[ENTRIES PROVIDED — start]

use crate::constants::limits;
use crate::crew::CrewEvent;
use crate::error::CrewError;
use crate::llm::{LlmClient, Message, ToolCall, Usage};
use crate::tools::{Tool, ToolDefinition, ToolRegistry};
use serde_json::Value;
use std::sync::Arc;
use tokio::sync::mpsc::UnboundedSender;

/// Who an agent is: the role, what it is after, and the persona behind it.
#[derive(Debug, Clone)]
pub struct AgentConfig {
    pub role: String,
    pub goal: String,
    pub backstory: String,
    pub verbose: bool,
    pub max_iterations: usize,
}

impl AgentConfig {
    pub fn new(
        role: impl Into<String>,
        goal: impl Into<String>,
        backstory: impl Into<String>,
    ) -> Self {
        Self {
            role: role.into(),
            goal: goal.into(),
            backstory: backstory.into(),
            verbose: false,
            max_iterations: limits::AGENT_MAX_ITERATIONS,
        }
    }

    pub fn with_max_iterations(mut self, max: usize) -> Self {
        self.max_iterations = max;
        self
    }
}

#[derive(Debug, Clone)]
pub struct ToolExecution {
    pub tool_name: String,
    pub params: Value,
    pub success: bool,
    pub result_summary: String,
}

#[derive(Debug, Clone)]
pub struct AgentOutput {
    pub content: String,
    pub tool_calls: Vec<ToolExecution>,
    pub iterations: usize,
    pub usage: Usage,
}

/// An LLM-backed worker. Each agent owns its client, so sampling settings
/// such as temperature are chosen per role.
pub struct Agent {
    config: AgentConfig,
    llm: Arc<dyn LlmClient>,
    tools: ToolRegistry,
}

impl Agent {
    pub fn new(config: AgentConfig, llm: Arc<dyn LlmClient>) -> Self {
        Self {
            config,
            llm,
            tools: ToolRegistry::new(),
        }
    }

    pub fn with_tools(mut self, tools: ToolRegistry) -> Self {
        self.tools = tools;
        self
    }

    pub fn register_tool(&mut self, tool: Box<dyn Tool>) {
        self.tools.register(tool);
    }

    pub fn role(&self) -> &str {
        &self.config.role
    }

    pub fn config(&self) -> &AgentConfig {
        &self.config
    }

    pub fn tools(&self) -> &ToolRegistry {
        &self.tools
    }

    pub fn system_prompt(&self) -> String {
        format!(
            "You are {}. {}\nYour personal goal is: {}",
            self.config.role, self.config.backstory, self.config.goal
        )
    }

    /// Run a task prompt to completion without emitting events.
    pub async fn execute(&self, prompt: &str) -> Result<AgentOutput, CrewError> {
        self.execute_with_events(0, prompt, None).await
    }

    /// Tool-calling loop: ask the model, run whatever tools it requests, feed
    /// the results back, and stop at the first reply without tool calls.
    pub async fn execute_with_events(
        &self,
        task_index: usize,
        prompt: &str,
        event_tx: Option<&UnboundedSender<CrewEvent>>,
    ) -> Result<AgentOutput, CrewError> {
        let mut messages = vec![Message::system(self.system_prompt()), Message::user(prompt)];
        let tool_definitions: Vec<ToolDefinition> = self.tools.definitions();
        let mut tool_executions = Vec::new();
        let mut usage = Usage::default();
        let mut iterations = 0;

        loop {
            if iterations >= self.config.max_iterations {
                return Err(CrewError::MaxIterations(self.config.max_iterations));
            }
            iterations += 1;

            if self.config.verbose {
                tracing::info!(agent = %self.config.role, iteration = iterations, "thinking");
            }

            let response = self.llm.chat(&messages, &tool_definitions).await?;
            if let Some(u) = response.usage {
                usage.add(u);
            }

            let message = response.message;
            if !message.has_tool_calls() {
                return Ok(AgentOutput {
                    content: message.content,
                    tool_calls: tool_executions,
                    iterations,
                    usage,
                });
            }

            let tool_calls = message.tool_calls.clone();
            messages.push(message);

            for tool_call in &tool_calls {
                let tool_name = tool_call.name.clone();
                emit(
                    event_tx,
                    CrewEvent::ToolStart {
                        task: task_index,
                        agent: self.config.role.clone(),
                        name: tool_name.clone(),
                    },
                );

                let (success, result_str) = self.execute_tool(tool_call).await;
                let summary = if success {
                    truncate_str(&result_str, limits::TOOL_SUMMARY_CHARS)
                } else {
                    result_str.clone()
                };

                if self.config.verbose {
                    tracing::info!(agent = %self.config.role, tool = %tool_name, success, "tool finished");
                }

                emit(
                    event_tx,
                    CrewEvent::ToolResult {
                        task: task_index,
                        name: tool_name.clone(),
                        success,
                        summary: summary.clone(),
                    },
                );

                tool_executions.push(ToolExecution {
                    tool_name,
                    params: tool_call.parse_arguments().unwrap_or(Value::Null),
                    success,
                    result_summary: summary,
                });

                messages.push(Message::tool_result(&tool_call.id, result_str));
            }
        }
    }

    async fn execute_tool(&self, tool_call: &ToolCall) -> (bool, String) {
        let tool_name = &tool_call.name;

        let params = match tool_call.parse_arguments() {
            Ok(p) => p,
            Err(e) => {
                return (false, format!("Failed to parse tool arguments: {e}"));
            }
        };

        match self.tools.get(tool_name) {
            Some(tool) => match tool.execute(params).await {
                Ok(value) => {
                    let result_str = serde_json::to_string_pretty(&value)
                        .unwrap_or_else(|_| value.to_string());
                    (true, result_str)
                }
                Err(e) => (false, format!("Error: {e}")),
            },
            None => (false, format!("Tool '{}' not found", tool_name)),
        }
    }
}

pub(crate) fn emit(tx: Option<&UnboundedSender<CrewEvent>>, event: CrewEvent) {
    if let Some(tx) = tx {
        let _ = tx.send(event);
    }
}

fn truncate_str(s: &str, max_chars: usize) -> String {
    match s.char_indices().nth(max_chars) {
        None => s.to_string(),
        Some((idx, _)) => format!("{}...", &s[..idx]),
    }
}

[ENTRIES PROVIDED — finish]

_PROBLEM DESCRIPTION_.
Which lines above include "Option"? Show each of them by copying it.

_WRITTEN RESPONSE_.
        event_tx: Option<&UnboundedSender<CrewEvent>>,
pub(crate) fn emit(tx: Option<&UnboundedSender<CrewEvent>>, event: CrewEvent) {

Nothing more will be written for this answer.